Na maioria dos casos, os homens enfrentam prostatite congestiva crônica, cujo desenvolvimento é causado pela má circulação e pelo espessamento das secreções da próstata. Esta forma de inflamação é considerada uma doença dos homens mais velhos. Em aproximadamente 20% dos casos, os pacientes das clínicas urológicas são diagnosticados com prostatite bacteriana - forma aguda de inflamação da próstata, que independe da idade e é causada pela ação de microrganismos patogênicos.
Causas do desenvolvimento de prostatite bacteriana

Como o nome do diagnóstico deixa claro, a causa da doença são bactérias que penetram na próstata pela via linfogênica ou hematogênica.
A infecção da próstata com fluxo linfático ocorre com o desenvolvimento de várias doenças inflamatórias do aparelho geniturinário.
Através da corrente sanguínea, a infecção entra na próstata no contexto de doenças infecciosas graves, como gripe, amigdalite aguda ou pneumonia.
Na maioria das vezes, os microrganismos patogênicos entram na próstata através da uretra. A infecção ocorre no contexto de doenças dos órgãos genitais.

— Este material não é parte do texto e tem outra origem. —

//! Command dispatch: bridges CLI args -> core operations -> stdout.

pub mod decode;
pub mod encode;
pub mod util;
pub mod wait;

use devstore_config::Config;

use crate::cli::{Cli, Command, CompletionsArgs, GlobalOpts};
use crate::error::CliError;

/// Dispatch a parsed command to its handler.
pub async fn dispatch(cmd: Command, global: &GlobalOpts, cfg: &Config) -> Result<(), CliError> {
    match cmd {
        Command::Encode(args) => encode::handle(&args, global),
        Command::Decode(args) => decode::handle(&args, global),
        Command::Wait(args) => wait::handle(&args, global, cfg).await,
        Command::Completions(args) => {
            completions(&args);
            Ok(())
        }
    }
}

fn completions(args: &CompletionsArgs) {
    use clap::CommandFactory;
    use clap_complete::generate;

    let mut cmd = Cli::command();
    generate(args.shell, &mut cmd, "devstore", &mut std::io::stdout());
}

Na prostatite bacteriana, as causas estão na ação de micróbios patogênicos, mas é dada importância importante ao estado geral do corpo, uma vez que a doença se desenvolve apenas com imunidade reduzida. Razões para enfraquecer a função protetora do corpo:
- hipotermia;
- deficiência de vitaminas devido a uma dieta desequilibrada;
- terapia antibacteriana;
- estresse;
- inatividade física;
- foco crônico de infecção;
- maus hábitos;
- abstinência sexual prolongada;
- promiscuidade.
A doença é caracterizada por sintomas agudos e de rápido aumento. Ao contrário da prostatite congestiva, a inflamação bacteriana não depende da idade e ocorre em homens jovens.
Tipos de doença
A prostatite bacteriana é diferenciada pelo tipo de patógeno e pelo grau de envolvimento do tecido da próstata no processo inflamatório.
Na maioria das vezes, a prostatite é causada por estafilococos. Esta forma da doença é caracterizada pela formação de úlceras no tecido da próstata, acompanhadas de aumento da temperatura e liberação de pus da uretra ou ânus. Essa forma da doença pode ser uma complicação de gripe, pneumonia ou consequência da presença de uma fonte crônica de infecção no organismo.

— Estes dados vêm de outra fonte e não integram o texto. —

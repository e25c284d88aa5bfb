//! Contact-form email and bulk spreadsheet upload types.

use serde::{Deserialize, Serialize};
use serde_json::{Value, json};

/// Body of `POST /Email/SendEmail`.
#[derive(Debug, Clone, Default, PartialEq, Eq, Serialize, Deserialize)]
#[serde(rename_all = "camelCase")]
pub struct EmailMessage {
    pub user_name: String,
    pub user_email: String,
    pub subject: String,
    pub message: String,
}

/// A spreadsheet to send as the multipart `file` field.
#[derive(Debug, Clone, PartialEq, Eq)]
pub struct UploadFile {
    pub file_name: String,
    pub content_type: String,
    pub bytes: Vec<u8>,
}

impl UploadFile {
    /// Build an upload, guessing the content type from the file extension.
    pub fn new(file_name: impl Into<String>, bytes: Vec<u8>) -> Self {
        let file_name = file_name.into();
        let content_type = content_type_for(&file_name).to_string();
        Self {
            file_name,
            content_type,
            bytes,
        }
    }
}

fn content_type_for(file_name: &str) -> &'static str {
    let ext = file_name
        .rsplit_once('.')
        .map(|(_, ext)| ext.to_ascii_lowercase())
        .unwrap_or_default();

    match ext.as_str() {
        "xlsx" => "application/vnd.openxmlformats-officedocument.spreadsheetml.sheet",
        "xls" => "application/vnd.ms-excel",
        "csv" => "text/csv",
        _ => "application/octet-stream",
    }
}

/// Outcome of a successful upload.
#[derive(Debug, Clone, PartialEq)]
pub enum UploadReport {
    /// The server answered with JSON.
    Json(Value),
    /// The server answered with plain text that reads like a success.
    Acknowledged { raw: String },
}

impl UploadReport {
    pub const ACKNOWLEDGED_MESSAGE: &'static str = "File uploaded successfully";

    /// Words in a plain-text body that count as a success acknowledgement.
    const SUCCESS_MARKERS: [&'static str; 3] = ["success", "Successfully", "uploaded"];

    /// Interpret a 2xx response body. `None` when it is neither JSON nor a
    /// recognizable acknowledgement.
    pub fn from_body(body: &str) -> Option<Self> {
        if let Ok(value) = serde_json::from_str::<Value>(body) {
            return Some(Self::Json(value));
        }
        Self::SUCCESS_MARKERS
            .iter()
            .any(|marker| body.contains(marker))
            .then(|| Self::Acknowledged {
                raw: body.to_string(),
            })
    }

    /// Render as JSON; an acknowledgement gets a synthesized success object.
    pub fn to_value(&self) -> Value {
        match self {
            Self::Json(value) => value.clone(),
            Self::Acknowledged { raw } => json!({
                "success": true,
                "message": Self::ACKNOWLEDGED_MESSAGE,
                "addedCount": "multiple",
                "data": raw,
            }),
        }
    }

    /// A human-readable summary.
    pub fn message(&self) -> String {
        match self {
            Self::Json(value) => value
                .get("message")
                .and_then(Value::as_str)
                .unwrap_or(Self::ACKNOWLEDGED_MESSAGE)
                .to_string(),
            Self::Acknowledged { .. } => Self::ACKNOWLEDGED_MESSAGE.to_string(),
        }
    }
}

#[cfg(test)]
mod tests {
    use super::*;

    #[test]
    fn test_email_wire_names() {
        let msg = EmailMessage {
            user_name: "Omar".into(),
            user_email: "omar@example.com".into(),
            subject: "Quote".into(),
            message: "Hello".into(),
        };
        let value = serde_json::to_value(&msg).unwrap();
        assert_eq!(
            value,
            json!({
                "userName": "Omar",
                "userEmail": "omar@example.com",
                "subject": "Quote",
                "message": "Hello"
            })
        );
    }

    #[test]
    fn test_upload_content_type() {
        assert_eq!(
            UploadFile::new("certs.XLSX", vec![]).content_type,
            "application/vnd.openxmlformats-officedocument.spreadsheetml.sheet"
        );
        assert_eq!(UploadFile::new("old.xls", vec![]).content_type, "application/vnd.ms-excel");
        assert_eq!(UploadFile::new("noext", vec![]).content_type, "application/octet-stream");
    }

    #[test]
    fn test_report_from_body() {
        let json_report = UploadReport::from_body(r#"{"message":"12 added"}"#).unwrap();
        assert_eq!(json_report.message(), "12 added");

        let ack = UploadReport::from_body("File uploaded.").unwrap();
        assert_eq!(ack.to_value()["success"], true);
        assert_eq!(ack.to_value()["data"], "File uploaded.");
        assert_eq!(ack.message(), UploadReport::ACKNOWLEDGED_MESSAGE);

        assert!(UploadReport::from_body("<html>oops</html>").is_none());
        assert!(UploadReport::from_body("").is_none());
    }
}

Entre os microrganismos oportunistas que provocam prostatite, Escherichia coli e Pseudomonas aeruginosa ocupam o primeiro lugar em prevalência. Esta forma da doença se desenvolve num contexto de diminuição da imunidade. Microrganismos patogênicos entram na próstata pela via linfogênica.
A prostatite por clamídia é uma consequência da promiscuidade. A infecção por clamídia de um parceiro é assintomática, mas devido à diminuição da defesa imunológica, as bactérias podem entrar na próstata, causando inflamação.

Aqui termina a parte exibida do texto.